Are You Ready for a Supply Chain Control Tower?
Supply chain control towers are designed to improve supply chain visibility and enhance the quality of the decisions made across different business processes in the company. Typically, there are often competing objectives such as product managers conflicting demands with one another, sales and operations objectives are different, and supplier limitations and sourcing decisions need to be optimized based on availability and cost. Control towers, if implemented correctly (see below), can also reflect the financial consequences of your operational decisions. This would result in lower inventory cost, optimized allocation of resources and higher customer satisfaction. Lastly, it can help decision makers to be better equipped to examine a number of scenarios in order to make a more resilient supply chain. However, scenario analysis has very limited value because the number of possible scenarios is in the thousands and a handful may only lead to sub-optimal results.

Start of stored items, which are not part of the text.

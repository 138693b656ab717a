//! # Truncated SVD for collaborative prediction
//!
//! The interaction matrix `A` (users × items) is decomposed with a full
//! SVD and truncated to the `r` largest singular triplets:
//!
//! ```text
//! A ≈ U_r · diag(s_r) · V_rᵀ
//! ```
//!
//! The singular values are folded into the user side, so the stored factors
//! are `U = U_r · diag(s_r)` (users × r) and `V = V_rᵀ` (r × items), and the
//! predicted affinity of user `u` for item `i` is the plain dot product
//! `U[u,·] · V[·,i]`.
//!
//! ## Orientation
//!
//! The decomposition always runs on the tall orientation of `A` (more rows
//! than columns). When there are fewer users than items the transpose is
//! decomposed, `Aᵀ = U' S V'ᵀ`, and the roles of the two orthogonal factors
//! are swapped (`A = V' S U'ᵀ`). The product is identical either way.
//!
//! ## Degenerate input
//!
//! All-zero rows or columns (users or posts without any usable weight) carry
//! no energy in any singular direction, so their predictions are zero rather
//! than undefined. A matrix that is zero everywhere skips the decomposition.

use log::{debug, info, trace, warn};
use rayon::prelude::*;
use smartcore::linalg::basic::arrays::Array;
use smartcore::linalg::traits::svd::SVDDecomposable;

use crate::error::{RecommendError, Result};
use crate::interaction::InteractionMatrix;

/// Low-rank factor pair reproducing the interaction matrix.
#[derive(Clone, Debug)]
pub struct LatentFactors {
    pub nusers: usize,
    pub nitems: usize,
    /// Rank actually used.
    pub rank: usize,
    /// Rank asked for before clamping.
    pub requested_rank: usize,
    /// Row-major users × rank.
    pub user_factors: Vec<f64>,
    /// Row-major rank × items.
    pub item_factors: Vec<f64>,
    /// Retained singular values, descending.
    pub singular_values: Vec<f64>,
}

impl LatentFactors {
    /// Fit factors of rank `min(rank, nusers, nitems)`.
    ///
    /// A rank above the matrix limits is clamped with a warning; a rank of
    /// zero is rejected.
    pub fn fit(matrix: &InteractionMatrix, rank: usize) -> Result<Self> {
        let (nusers, nitems) = matrix.shape();
        if rank == 0 {
            return Err(RecommendError::Factorization(
                "rank must be at least 1".to_string(),
            ));
        }
        let max_rank = nusers.min(nitems);
        let effective = if rank > max_rank {
            warn!(
                "Requested rank {} exceeds min(users, items) = {}; clamping",
                rank, max_rank
            );
            max_rank
        } else {
            rank
        };
        info!(
            "Fitting rank-{} factors for {} users × {} items",
            effective, nusers, nitems
        );

        if matrix.data.iter().all(|&x| x == 0.0) {
            debug!("Interaction matrix is all zeros, skipping decomposition");
            return Ok(Self {
                nusers,
                nitems,
                rank: effective,
                requested_rank: rank,
                user_factors: vec![0.0; nusers * effective],
                item_factors: vec![0.0; effective * nitems],
                singular_values: vec![0.0; effective],
            });
        }

        let transposed = nusers < nitems;
        let tall = if transposed {
            matrix.to_dense_transposed()
        } else {
            matrix.to_dense()
        };
        trace!("Decomposing {:?} matrix (transposed: {})", tall.shape(), transposed);

        let svd = tall
            .svd()
            .map_err(|e| RecommendError::Factorization(e.to_string()))?;

        // Column indices of the singular triplets, largest first.
        let mut order: Vec<usize> = (0..svd.s.len()).collect();
        order.sort_by(|&a, &b| {
            svd.s[b].total_cmp(&svd.s[a]).then_with(|| a.cmp(&b))
        });
        order.truncate(effective);
        let singular_values: Vec<f64> = order.iter().map(|&j| svd.s[j]).collect();
        debug!("Retained singular values: {:?}", singular_values);

        // Left factor of the tall matrix spans its rows, right factor its columns.
        let (left, right) = (&svd.U, &svd.V);
        let mut user_factors = vec![0.0; nusers * effective];
        let mut item_factors = vec![0.0; effective * nitems];
        for (k, &j) in order.iter().enumerate() {
            let s = svd.s[j];
            for u in 0..nusers {
                let basis = if transposed {
                    *right.get((u, j))
                } else {
                    *left.get((u, j))
                };
                user_factors[u * effective + k] = basis * s;
            }
            for i in 0..nitems {
                item_factors[k * nitems + i] = if transposed {
                    *left.get((i, j))
                } else {
                    *right.get((i, j))
                };
            }
        }

        if user_factors
            .iter()
            .chain(item_factors.iter())
            .any(|x| !x.is_finite())
        {
            return Err(RecommendError::Factorization(
                "decomposition produced non-finite factors".to_string(),
            ));
        }

        info!("Factorization completed with rank {}", effective);
        Ok(Self {
            nusers,
            nitems,
            rank: effective,
            requested_rank: rank,
            user_factors,
            item_factors,
            singular_values,
        })
    }

    /// Whether the requested rank had to be reduced.
    pub fn was_clamped(&self) -> bool {
        self.rank < self.requested_rank
    }

    #[inline]
    pub fn user_vector(&self, user: usize) -> &[f64] {
        assert!(user < self.nusers, "User index out of bounds");
        &self.user_factors[user * self.rank..(user + 1) * self.rank]
    }

    /// Predicted affinity of `user` for every item: `U[user,·] · V`.
    ///
    /// # Panics
    ///
    /// Panics if `user >= nusers`.
    pub fn predict(&self, user: usize) -> Vec<f64> {
        let u = self.user_vector(user);
        let mut out = vec![0.0; self.nitems];
        for (k, &uk) in u.iter().enumerate() {
            if uk == 0.0 {
                continue;
            }
            let row = &self.item_factors[k * self.nitems..(k + 1) * self.nitems];
            out.iter_mut().zip(row).for_each(|(o, &v)| *o += uk * v);
        }
        out
    }

    /// Full reconstruction `U · V`, row-major users × items.
    pub fn reconstruct(&self) -> Vec<f64> {
        (0..self.nusers)
            .into_par_iter()
            .flat_map_iter(|u| self.predict(u))
            .collect()
    }
}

The foundation to build a true supply chain control tower lies in creating a digital twin of the physical supply chain. According to Gartner “… an E2E control tower is currently a vision and ambition, as it would require a digital supply chain twin at the center.” Furthermore, Gartner states that
S&OP solutions by themselves do not provide a true representation of the supply chain. An example is that capacity of an equipment is represented by a bucket. We all know that depending on the mix of products capacity can greatly vary. Furthermore, the model assumes fixed lead-times. However, it is a well-known fact that as the volume of demand and product mix changes the lead-times change. A fixed lead-time assumption is false. There is no way that one can project true financials or accurate due dates to customers with such a rough model. The capacity exemplifies the “look” of the supply chain, the lead-time illustrates “behavior” of the supply chain. A true digital twin must represent both look and behavior of the supply chain. This is accomplished using S&OE modeling. Without a S&OE system, a digital supply chain is the same as visual control of airplanes on a foggy day from the control tower.
As in airport control towers there has to be a very close interaction between airplane arrivals, landings and take-offs. A high level of scheduled arrivals is analogous to S&OP function for your supply chain; but it cannot execute during landing, take off and disruptions due to weather or mechanical issues. All such execution related issues are handled by S&OE since it has a complete and accurate knowledge of the physical model. More importantly
Having two different systems is to have two sets of logic that cannot understand each other and behave separately even though they pass data back and forth but there is no model integration. Too many airplanes are allowed to enter when the airport landing capacity cannot handle it is a consequence of having two separate systems.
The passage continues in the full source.